Féeries used a fairy-tale aesthetic to combine theatre with music, dances, mime, acrobatics, and especially spectacular visual effects created by innovative stage machinery, such as trap doors, smoke machines, and quickly changeable sets. Songs always appeared, usually featuring new lyrics to familiar melodies. Transformation scenes, in which a scene would change as if by magic in full view of the audience, were an important component of the style; until 1830, nearly all scene changes in féeries were full-view transformations. The last transformation in a féerie, accompanied by a flourish of music, led to the apotheosis: a grand final stage picture, usually involving beautiful supernumeraries descending from the sky or suspended on wires.

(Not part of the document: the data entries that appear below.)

//! Mutation API matrix tests covering object and array operations, index
//! boundary quirks, and wrong-variant no-ops, driven through parsed
//! documents and verified against canonical text.

use json_dyn::{dumps, loads, Json};

// ---------------------------------------------------------------------------
// Object operations
// ---------------------------------------------------------------------------

#[test]
fn set_chain_builds_document() {
    let obj = Json::new_object();
    obj.set("name", Json::from("ada"))
        .set("age", Json::from(36))
        .set("admin", Json::from(true));
    assert_eq!(dumps(&obj), r#"{"admin":true,"age":36,"name":"ada"}"#);
}

#[test]
fn set_overwrites_existing_key() {
    let doc = loads(r#"{"k":1}"#).unwrap();
    doc.set("k", Json::from("replaced"));
    assert_eq!(dumps(&doc), r#"{"k":"replaced"}"#);
}

#[test]
fn get_miss_returns_detached_null() {
    let doc = loads(r#"{"a":1}"#).unwrap();
    let miss = doc.get("nope");
    assert!(miss.is_null());
    // Mutating the miss handle never writes back into the document.
    miss.swap(&Json::from(99));
    assert_eq!(dumps(&doc), r#"{"a":1}"#);
}

#[test]
fn pop_removes_only_the_named_key() {
    let doc = loads(r#"{"a":1,"b":2}"#).unwrap();
    doc.pop("a");
    doc.pop("missing");
    assert_eq!(dumps(&doc), r#"{"b":2}"#);
}

#[test]
fn set_default_only_fills_gaps() {
    let doc = loads(r#"{"present":1}"#).unwrap();
    doc.set_default("present", Json::from(9));
    doc.set_default("absent", Json::from(2));
    assert_eq!(dumps(&doc), r#"{"absent":2,"present":1}"#);
}

#[test]
fn update_merges_and_overwrites_collisions() {
    let a = loads(r#"{"both":1,"keep":1}"#).unwrap();
    let b = loads(r#"{"both":2,"new":3}"#).unwrap();
    a.update(&b);
    assert_eq!(dumps(&a), r#"{"both":2,"keep":1,"new":3}"#);
    assert_eq!(dumps(&b), r#"{"both":2,"new":3}"#);
}

#[test]
fn keys_and_values_reflect_live_state() {
    let doc = loads(r#"{"a":1,"b":2}"#).unwrap();
    doc.pop("b");
    doc.set("c", Json::from(3));
    let mut keys = doc.keys();
    keys.sort();
    assert_eq!(keys, vec!["a".to_string(), "c".to_string()]);
    let mut got: Vec<i64> = doc.values().iter().filter_map(Json::as_i64).collect();
    got.sort();
    assert_eq!(got, vec![1, 3]);
}

#[test]
fn contains_key_checks_object_membership() {
    let doc = loads(r#"{"a":null}"#).unwrap();
    assert!(doc.contains("a"));
    assert!(!doc.contains("b"));
}

// ---------------------------------------------------------------------------
// Array operations
// ---------------------------------------------------------------------------

#[test]
fn insert_shifts_later_elements_right() {
    let arr = loads("[1,2]").unwrap();
    arr.insert(0, Json::from(0));
    assert_eq!(dumps(&arr), "[0,1,2]");
    arr.insert(1, Json::from("mid"));
    assert_eq!(dumps(&arr), r#"[0,"mid",1,2]"#);
}

#[test]
fn remove_shifts_later_elements_left() {
    let arr = loads("[1,2,3]").unwrap();
    arr.remove(&Json::from(2));
    assert_eq!(dumps(&arr), "[1,3]");
}

#[test]
fn remove_of_absent_value_is_noop() {
    let arr = loads("[1,2]").unwrap();
    arr.remove(&Json::from(9));
    assert_eq!(dumps(&arr), "[1,2]");
}

#[test]
fn pop_removes_at_index() {
    let arr = loads("[1,2]").unwrap();
    arr.pop(0);
    assert_eq!(dumps(&arr), "[2]");
}

#[test]
fn append_and_extend_grow_the_array() {
    let arr = loads("[]").unwrap();
    arr.append(Json::from(1));
    arr.extend(&loads("[2,3]").unwrap());
    assert_eq!(dumps(&arr), "[1,2,3]");
}

#[test]
fn reverse_in_place() {
    let arr = loads(r#"[1,"two",3.5,null]"#).unwrap();
    arr.reverse();
    assert_eq!(dumps(&arr), r#"[null,3.5,"two",1]"#);
}

#[test]
fn set_overwrites_in_bounds() {
    let arr = loads("[1,2,3]").unwrap();
    arr.set(1, Json::from("x"));
    assert_eq!(dumps(&arr), r#"[1,"x",3]"#);
}

#[test]
fn index_of_and_contains_use_float_tolerance() {
    let arr = loads("[1.5,2.5]").unwrap();
    assert_eq!(arr.index_of(&Json::from(2.500001)), Some(1));
    assert!(arr.contains(Json::from(1.500001)));
    assert_eq!(arr.index_of(&Json::from(2)), None);
}

#[test]
fn clear_keeps_the_variant() {
    let arr = loads("[1,2]").unwrap();
    arr.clear();
    assert_eq!(dumps(&arr), "[]");
    let obj = loads(r#"{"a":1}"#).unwrap();
    obj.clear();
    assert_eq!(dumps(&obj), "{}");
}

// ---------------------------------------------------------------------------
// Index boundary quirks
// ---------------------------------------------------------------------------

#[test]
fn insert_at_len_is_not_append() {
    let arr = loads("[1,2]").unwrap();
    arr.insert(2, Json::from(3));
    assert_eq!(dumps(&arr), "[1,2]");
}

#[test]
fn set_out_of_range_is_noop() {
    let arr = loads("[1,2]").unwrap();
    arr.set(2, Json::from(9));
    arr.set(10, Json::from(9));
    assert_eq!(dumps(&arr), "[1,2]");
}

#[test]
fn negative_index_is_out_of_range() {
    let arr = loads("[1,2]").unwrap();
    assert!(arr.get(-1).is_null());
    arr.set(-1, Json::from(9));
    arr.pop(-2);
    assert_eq!(dumps(&arr), "[1,2]");
}

#[test]
fn any_integer_width_addresses_an_array() {
    let arr = loads("[10,20,30]").unwrap();
    assert_eq!(arr.get(0u8).as_i64(), Some(10));
    assert_eq!(arr.get(1u64).as_i64(), Some(20));
    assert_eq!(arr.get(2usize).as_i64(), Some(30));
    assert!(arr.get(u64::MAX).is_null());
}

// ---------------------------------------------------------------------------
// Wrong-variant no-ops
// ---------------------------------------------------------------------------

#[test]
fn scalar_receivers_ignore_every_mutation() {
    let n = loads("3").unwrap();
    n.set("k", Json::from(1));
    n.append(Json::from(1));
    n.insert(0, Json::from(1));
    n.clear();
    n.reverse();
    n.update(&loads(r#"{"k":1}"#).unwrap());
    n.extend(&loads("[1]").unwrap());
    assert_eq!(dumps(&n), "3");
}

#[test]
fn object_receiver_ignores_array_ops() {
    let obj = loads(r#"{"a":1}"#).unwrap();
    obj.append(Json::from(2));
    obj.reverse();
    obj.remove(&Json::from(1));
    assert_eq!(obj.index_of(&Json::from(1)), None);
    assert_eq!(dumps(&obj), r#"{"a":1}"#);
}

#[test]
fn array_receiver_ignores_object_ops() {
    let arr = loads("[1]").unwrap();
    arr.set_default("k", Json::from(2));
    arr.update(&loads(r#"{"k":2}"#).unwrap());
    assert!(arr.keys().is_empty());
    assert!(arr.values().is_empty());
    assert_eq!(dumps(&arr), "[1]");
}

These elements, especially the spectacle and stage effects, were far more prominent than the plot. The critic Francisque Sarcey suggested that for a féerie, the crew in charge of design and stagecraft should be regarded as more important than the writers, noting that the scripts themselves were so incoherent that "one can put the beginning at the end, and vice versa." Théophile Gautier even suggested, with considerable irony, that the immensely successful féerie Les Pilules du diable could be performed as a purely mimed production, so that no spoken words would distract the audience from the spectacle they had come to enjoy. (Note: In a review of L'Etoile du berger, an 1846 féerie at the Théâtre de l'Ambigu-Comique, Gauthier joked that the playbill should have included the line "the play has been done away with, as it detracted from the scenery".) The total effect was one of a dazzling, dreamlike array of visuals, harkening back to fairy-tale traditions and a childlike sense of wonder through the use of innovative stage technology. In a review of The Blue Bird, a writer in the Journal des débats commented satirically on the spectacular frivolity of a typical féerie, but positively on the genre's vast potential for creativity:

Nothing is more rare than a féerie which is not an absurd mixture of ridiculous adventures and burlesque inventions and which consists otherwise only as an exhibition of tricks, costumes and decors … Nevertheless what resources are offered by the féerie to the poetic imagination!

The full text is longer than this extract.